Indonesian names for software projects/products
Lately I've been choosing Indonesian names for my software projects/codenames, beginning with Sah, and then Rinci/Perinci, Riap, Serabi. Others will certainly follow. These names are words straight from the dictionary, but I plan to extend to proper nouns like island names (we have 17k+ of those!), characters from traditional stories, words from dialects (why, we have hundreds of living dialects too!), famous people, and so on.
The first reason for this is running out of good, distinct English names. Since we have already come to the point of picking household names like "cucumber" and "tasty pie", why not use these household names from a different language altogether.
The second reason is to catch up. Why should non-Indonesians have all the fun picking Indonesian names? :-) This blog post will also lists software projects/products with Indonesian names. I will separate the list as two, those started by Indonesians and those which are not. I will add to the list when I spot new ones.
Projects not started by Indonesians
- Java, obviously. It is the most populous island in Indonesia, albeit not the largest. So populous that people like to say that it's sinking such and such centimeters per year [citation needed].
- Sumatra. Another big island (bigger than Java, as a matter of fact), northwest of Java. I don't know why the author chose Sumatra as the name. Perhaps picking a smaller island is more fitting for a PDF reader that stresses on small footprint.

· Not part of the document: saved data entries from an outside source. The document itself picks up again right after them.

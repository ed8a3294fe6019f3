// streak-rs: Git Backup Streak Keeper
//
// SPDX-FileCopyrightText: 2026 Romeo Ahmed
// SPDX-License-Identifier: GPL-3.0-or-later

use super::{FileFormat, LogConfig, LogLevel};

#[test]
fn test_log_level_filter_strings() {
    let filters: Vec<_> = (0..=6)
        .filter_map(LogLevel::from_u8)
        .map(LogLevel::to_filter_string)
        .collect();
    assert_eq!(
        filters,
        ["off", "error", "warn", "info", "debug", "trace", "trace"]
    );
}

#[test]
fn test_log_level_rejects_out_of_range() {
    assert!(LogLevel::from_u8(7).is_none());
    assert!(LogLevel::from_u8(u8::MAX).is_none());
}

#[test]
fn test_log_config_defaults() {
    let config = LogConfig::default();
    assert_eq!(config.console_level(), LogLevel::INFO);
    assert_eq!(config.file_level(), LogLevel::DEBUG);
    assert_eq!(config.file_format(), FileFormat::Text);
    assert!(config.log_file().is_none());
}

#[test]
fn test_log_config_builder_overrides() {
    let config = LogConfig::builder()
        .with_console_level(LogLevel::from_u8(1).expect("valid level"))
        .with_log_file("logs/streak.log".to_string())
        .with_file_format(FileFormat::Json)
        .build();
    assert_eq!(config.console_level().to_filter_string(), "error");
    assert_eq!(config.log_file(), Some("logs/streak.log"));
    assert_eq!(config.file_format(), FileFormat::Json);
}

- Jakarta. The much-beloved, much-hated capital of Indonesia, although much like the project, I'd like to see the capital retired and moved somewhere else :-)
Projects started by Indonesians
Only notable ones will be listed. Unless specified otherwise, I am not involved in or endorsing these projects in anyway.
- Qu. What a pity, just when SMS and Alay takes over the online world, this language (started in 2002) has to be dead.
- BAIK. Another programming language.
- Nusa (formerly Batak). Yet another programming language. I actually like the former name better, packs more punch :-)
- BlankOn. A cute traditional hat, though a fedora probably can cover your head better in rain/snow :-)
I hope that doesn't mean you're going to stop naming your modules sensibly and take the ruby approach, where you can't figure out from the name what the thing does.
I liked this post. +1. Thanks! Indonesian sounds sonorous to me. I feel like there are a lot of vowels. Its also frustrating that I have to consider adding 'ify' and 'str' to the end of my domain names.
I still want to call a program of mine Mataglap, but I haven't written anything yet for which it would be an appropriate name.
I know, that irks me too. Yesterday I read this paragraph from metric_fu's web page (emphasis mine): "Metric_fu is a set of rake tasks that make it easy to generate metrics reports. It uses Saikuro, Flog, Flay, Rcov, Reek, Roodi, Churn, RailsBestPractices, Subversion, Git, and Rails built-in stats task to create a series of reports. It's designed to integrate easily with CruiseControl.rb by placing files in the Custom Build Artifacts folder."
But to each his own. For insiders those names are clear as a bell, I guess.
Me, I'm following Miyagawa style. Everything is still Perl-style except when the name gets too long or too generic.